Repeat the records below exactly, beginning at the first line and finishing with the line that contains "German unit word".

(Task inputs Opens)

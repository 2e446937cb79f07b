use async_trait::async_trait;
use log::debug;

use super::SiteScraper;
use crate::error::ScrapeError;
use crate::extractors::{parse_website, ParsingContext};
use crate::model::Recipe;

/// kochbar.de publishes complete JSON-LD, but bakes the German unit word
/// into the calorie value ("697 kcal energie") and title-cases categories.
pub struct Kochbar;

#[async_trait(?Send)]
impl SiteScraper for Kochbar {
    fn host(&self) -> &'static str {
        "kochbar.de"
    }

    async fn scrape(&self, ctx: &ParsingContext) -> Result<Recipe, ScrapeError> {
        let mut recipe = parse_website(&ctx.document)?.ok_or(ScrapeError::NoRecipeFound)?;

        if let Some(calories) = recipe.nutrition.calories.take() {
            let cleaned = cut_suffix_token(&calories, "energie");
            debug!("kochbar calories '{calories}' -> '{cleaned}'");
            recipe.nutrition.calories = (!cleaned.is_empty()).then_some(cleaned);
        }
        recipe.category = recipe.category.to_lowercase();

        Ok(recipe)
    }
}

/// Cut a trailing locale token, and the whitespace before it, off a value.
fn cut_suffix_token(value: &str, token: &str) -> String {
    match value.rfind(token) {
        Some(idx) => value[..idx].trim_end().to_string(),
        None => value.trim().to_string(),
    }
}
use config::{Config, ConfigError, Environment, File};
use serde::Deserialize;

/// Scraper configuration.
#[derive(Debug, Clone, Default, Deserialize)]
pub struct ScraperConfig {
    /// Structured-data extractors configuration
    #[serde(default)]
    pub extractors: ExtractorsConfig,
}

/// Configuration for the structured-data extractors.
#[derive(Debug, Clone, Deserialize)]
pub struct ExtractorsConfig {
    /// List of enabled extractors
    #[serde(default = "default_extractors")]
    pub enabled: Vec<String>,
    /// Order in which extractors should be tried
    #[serde(default = "default_extractors")]
    pub order: Vec<String>,
}

impl Default for ExtractorsConfig {
    fn default() -> Self {
        Self {
            enabled: default_extractors(),
            order: default_extractors(),
        }
    }
}

fn default_extractors() -> Vec<String> {
    vec!["json_ld".to_string(), "microdata".to_string()]
}

impl ScraperConfig {
    /// Load configuration from file and environment variables
    ///
    /// Configuration is loaded with the following priority (highest to lowest):
    /// 1. Environment variables with RECIPE_SCRAPE__ prefix
    /// 2. config.toml file in current directory
    /// 3. Default values
    ///
    /// Environment variable format: RECIPE_SCRAPE__EXTRACTORS__ORDER
    pub fn load() -> Result<Self, ConfigError> {
        let settings = Config::builder()
            // Optional config file (can be missing)
            .add_source(File::with_name("config").required(false))
            .add_source(
                Environment::with_prefix("RECIPE_SCRAPE")
                    .separator("__")
                    .try_parsing(true),
            )
            .build()?;

        settings.try_deserialize()
    }
}

#[cfg(test)]
mod tests {
    use super::*;

    #[test]
    fn test_default_extractor_order() {
        let config = ScraperConfig::default();
        assert_eq!(config.extractors.enabled, vec!["json_ld", "microdata"]);
        assert_eq!(config.extractors.order, vec!["json_ld", "microdata"]);
    }

    #[test]
    fn test_load_without_file_uses_defaults() {
        // Loading with no config.toml present should not fail
        let config = ScraperConfig::load().expect("defaults should load");
        assert!(!config.extractors.order.is_empty());
    }
}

(Task inputs Closes)

# Answer to this problem:
repository 2e446937cb79f07b
use async_trait::async_trait;
use log::debug;

use super::SiteScraper;
use crate::error::ScrapeError;
use crate::extractors::{parse_website, ParsingContext};
use crate::model::Recipe;

/// kochbar.de publishes complete JSON-LD, but bakes the German unit word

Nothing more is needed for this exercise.